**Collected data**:
▬▬▬

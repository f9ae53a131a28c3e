//! Dashboard headline figures and per-project overview cards.

use carbon_map_project_models::{NOT_AVAILABLE, Project, ProjectsDocument};
use serde::Serialize;

use crate::format::{format_area_ha, format_millions, format_money};

/// Base URL of the Verra registry project pages.
const VERRA_PROJECT_URL: &str = "https://registry.verra.org/app/projectDetail/VCS/";

/// Headline figures for the dashboard.
#[derive(Debug, Clone, Default, PartialEq, Serialize)]
#[serde(rename_all = "camelCase")]
pub struct DashboardSummary {
    /// Project count from the document metadata.
    pub total_projects: Option<u32>,
    /// Credits issued in tCO2e.
    pub credits_issued_tco2e: Option<f64>,
    /// Credits retired in tCO2e.
    pub credits_retired_tco2e: Option<f64>,
    /// Share of revenue passed to communities, in percent.
    pub community_share_percent: Option<f64>,
    /// Total invested in community benefits, in USD.
    pub community_investment_usd: Option<f64>,
    /// One card per project, in document order.
    pub projects: Vec<ProjectCard>,
}

impl DashboardSummary {
    /// Issued credits as `"3.2M"`, or the placeholder.
    #[must_use]
    pub fn credits_issued_label(&self) -> String {
        self.credits_issued_tco2e
            .map_or_else(|| NOT_AVAILABLE.to_string(), format_millions)
    }

    /// Retired credits as `"1.1M"`, or the placeholder.
    #[must_use]
    pub fn credits_retired_label(&self) -> String {
        self.credits_retired_tco2e
            .map_or_else(|| NOT_AVAILABLE.to_string(), format_millions)
    }

    /// Community investment as `"$1,250,000"`, or the placeholder.
    #[must_use]
    pub fn community_investment_label(&self) -> String {
        self.community_investment_usd
            .map_or_else(|| NOT_AVAILABLE.to_string(), format_money)
    }
}

/// Overview of a single project.
#[derive(Debug, Clone, PartialEq, Eq, Serialize)]
#[serde(rename_all = "camelCase")]
pub struct ProjectCard {
    /// Registry identifier (e.g. `"VCS2623"`).
    pub project_id: String,
    /// Display name.
    pub name: String,
    /// Organization running the project.
    pub proponent: String,
    /// Registry status.
    pub status: String,
    /// Formatted area, or the placeholder.
    pub area: String,
    /// Numeric Verra registry id (e.g. `"2623"`).
    pub registry_id: String,
    /// Verra registry page.
    pub registry_url: String,
}

impl From<&Project> for ProjectCard {
    fn from(p: &Project) -> Self {
        let registry_id = p.id().replace("VCS", "");
        Self {
            project_id: p.id().to_string(),
            name: p.display_name().to_string(),
            proponent: p.proponent.clone().unwrap_or_default(),
            status: p.status.clone().unwrap_or_default(),
            area: p
                .area
                .as_ref()
                .and_then(|a| a.hectares)
                .map_or_else(|| NOT_AVAILABLE.to_string(), format_area_ha),
            registry_url: format!("{VERRA_PROJECT_URL}{registry_id}"),
            registry_id,
        }
    }
}

/// Computes the dashboard summary from the primary document.
///
/// Credit totals are summed over the conservancies of the aggregate
/// project; the document-level `carbon_credits_summary`, when it carries a
/// total, takes precedence.
#[must_use]
pub fn summarize(doc: &ProjectsDocument, aggregate_project_id: &str) -> DashboardSummary {
    let (mut issued, mut retired) = doc
        .project(aggregate_project_id)
        .map_or((None, None), conservancy_credit_totals);

    if let Some(summary) = &doc.carbon_credits_summary {
        issued = summary.total_issued_tco2e.or(issued);
        retired = summary.total_retired_tco2e.or(retired);
    }

    DashboardSummary {
        total_projects: doc.metadata.as_ref().and_then(|m| m.total_projects),
        credits_issued_tco2e: issued,
        credits_retired_tco2e: retired,
        community_share_percent: doc
            .community_benefits_summary
            .as_ref()
            .and_then(|c| c.community_share_percent),
        community_investment_usd: doc
            .community_benefits_summary
            .as_ref()
            .and_then(|c| c.total_investment_usd),
        projects: doc.projects.iter().map(ProjectCard::from).collect(),
    }
}

/// Sums issued and retired credits over a project's conservancies. A total
/// of zero is reported as absent.
fn conservancy_credit_totals(project: &Project) -> (Option<f64>, Option<f64>) {
    let (issued, retired) = project
        .conservancies
        .iter()
        .filter_map(|c| c.carbon_credits.as_ref())
        .fold((0.0, 0.0), |(issued, retired), cc| {
            (
                issued + cc.issued_tco2e.unwrap_or(0.0),
                retired + cc.retired_tco2e.unwrap_or(0.0),
            )
        });
    let positive = |n: f64| (n > 0.0).then_some(n);
    (positive(issued), positive(retired))
}

#[cfg(test)]
mod tests {
    use super::*;

    fn document() -> ProjectsDocument {
        serde_json::from_str(
            r#"{
                "metadata": {"total_projects": 2},
                "projects": [
                    {
                        "project_id": "VCS1468",
                        "short_name": "NRT",
                        "proponent": "Northern Rangelands Trust",
                        "status": "Registered",
                        "area": {"hectares": 2010000},
                        "conservancies": [
                            {"name": "Sera", "carbon_credits": {"issued_tco2e": 2000000, "retired_tco2e": 500000}},
                            {"name": "Kalama", "carbon_credits": {"issued_tco2e": 1200000}},
                            {"name": "Melako"}
                        ]
                    },
                    {"project_id": "VCS2623", "name": "Komaza Forestry"}
                ],
                "community_benefits_summary": {"community_share_percent": 60, "total_investment_usd": 1250000}
            }"#,
        )
        .unwrap()
    }

    #[test]
    fn sums_aggregate_conservancy_credits() {
        let summary = summarize(&document(), "VCS1468");
        assert_eq!(summary.total_projects, Some(2));
        assert_eq!(summary.credits_issued_tco2e, Some(3_200_000.0));
        assert_eq!(summary.credits_retired_tco2e, Some(500_000.0));
        assert_eq!(summary.credits_issued_label(), "3.2M");
        assert_eq!(summary.community_share_percent, Some(60.0));
        assert_eq!(summary.community_investment_label(), "$1,250,000");
    }

    #[test]
    fn document_totals_take_precedence() {
        let mut doc = document();
        doc.carbon_credits_summary = Some(carbon_map_project_models::CarbonCreditsSummary {
            total_issued_tco2e: Some(9_000_000.0),
            ..Default::default()
        });
        let summary = summarize(&doc, "VCS1468");
        assert_eq!(summary.credits_issued_tco2e, Some(9_000_000.0));
        assert_eq!(summary.credits_retired_tco2e, Some(500_000.0));
    }

    #[test]
    fn missing_aggregate_project_leaves_totals_absent() {
        let summary = summarize(&document(), "VCS0000");
        assert_eq!(summary.credits_issued_tco2e, None);
        assert_eq!(summary.credits_retired_label(), NOT_AVAILABLE);
    }

    #[test]
    fn builds_project_cards() {
        let summary = summarize(&document(), "VCS1468");
        assert_eq!(summary.projects.len(), 2);

        let nrt = &summary.projects[0];
        assert_eq!(nrt.name, "NRT");
        assert_eq!(nrt.area, "2.0M ha");
        assert_eq!(nrt.registry_id, "1468");
        assert_eq!(
            nrt.registry_url,
            "https://registry.verra.org/app/projectDetail/VCS/1468"
        );

        let komaza = &summary.projects[1];
        assert_eq!(komaza.name, "Komaza Forestry");
        assert_eq!(komaza.area, NOT_AVAILABLE);
        assert_eq!(komaza.proponent, "");
    }
}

▬▬▬

**Task requirements**: The lines to copy are those above that contain the string "Debug".

**Answer to the problem**:
#[derive(Debug, Clone, Default, PartialEq, Serialize)]
#[derive(Debug, Clone, PartialEq, Eq, Serialize)]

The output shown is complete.